En 2018, la Dre Diane Kelso a souligné que le ministère de la Santé de l’Ontario avait mis sur pied un service de coordination des soins grâce auquel les patients et le personnel soignant pouvaient demander directement d’être mis en contact avec un médecin ou avec un infirmier praticien pouvant fournir l’aide médicale à mourir. Or, le collège provincial exigeait toujours un aiguillage direct. C’est la même chose en Nouvelle-Écosse, où les médecins et les infirmiers praticiens doivent aiguiller les patients qui demandent l’aide médicale à mourir. Devant le comité, certains témoins ont indiqué qu’il faudrait préciser clairement dans le Code criminel si le médecin qui aiguille le patient participe aussi à l’aide médicale à mourir.
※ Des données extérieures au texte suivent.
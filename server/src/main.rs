use clap::Parser;
use log::info;
use server::network::{Server, ServerConfig};
use shared::TcpTransport;

/// Authoritative grid server.
/// Accepts clients over TCP and advances the board at a fixed tick rate.
#[derive(Parser, Debug)]
#[clap(author, version, about)]
struct Args {
    /// Server IP address to bind to
    #[clap(short = 'H', long, default_value = "127.0.0.1")]
    host: String,
    /// Server port to listen on
    #[clap(short, long, default_value = "8080")]
    port: u16,
    /// Tick rate (updates per second)
    #[clap(short, long, default_value = "30")]
    tick_rate: u32,
    /// Board width in tiles
    #[clap(long, default_value = "10", value_parser = clap::value_parser!(i32).range(1..=shared::MAX_DIMENSION as i64))]
    width: i32,
    /// Board height in tiles
    #[clap(long, default_value = "10", value_parser = clap::value_parser!(i32).range(1..=shared::MAX_DIMENSION as i64))]
    height: i32,
    /// Maximum concurrent clients
    #[clap(short, long, default_value = "255")]
    max_clients: usize,
    /// Seed for spawn positions and colors
    #[clap(long)]
    seed: Option<u64>,
}

#[tokio::main]
async fn main() -> Result<(), Box<dyn std::error::Error>> {
    env_logger::Builder::from_env(env_logger::Env::default().default_filter_or("info")).init();

    let args = Args::parse();
    let config = ServerConfig {
        tick_rate: args.tick_rate,
        width: args.width,
        height: args.height,
        max_clients: args.max_clients,
        seed: args.seed,
    };

    let address = format!("{}:{}", args.host, args.port);
    let mut transport = TcpTransport::listen(&address).await?;
    info!("Server listening on {}", transport.local_addr());

    let mut server = Server::new(config);
    tokio::select! {
        result = server.run(&mut transport) => result?,
        _ = tokio::signal::ctrl_c() => {
            info!("Received Ctrl+C, shutting down");
        }
    }

    Ok(())
}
Selon le professeur Trudo Lemmens, le projet de loi C-7 « fragilise l’équilibre que la loi actuelle sur l’AMM tente d’établir entre l’intérêt de ceux qui veulent décider par eux-mêmes des circonstances et du moment de leur décès d’une part et, de l’autre, la nécessité de protéger les personnes vulnérables, la confirmation de la valeur égale qu’il faut accorder à la vie des personnes âgées, malades ou handicapées, ainsi que la prévention du suicide. Le projet de loi fait passer le droit à la liberté de certains avant le devoir de l’État de protéger la vie, et il le fait de manière discriminatoire. »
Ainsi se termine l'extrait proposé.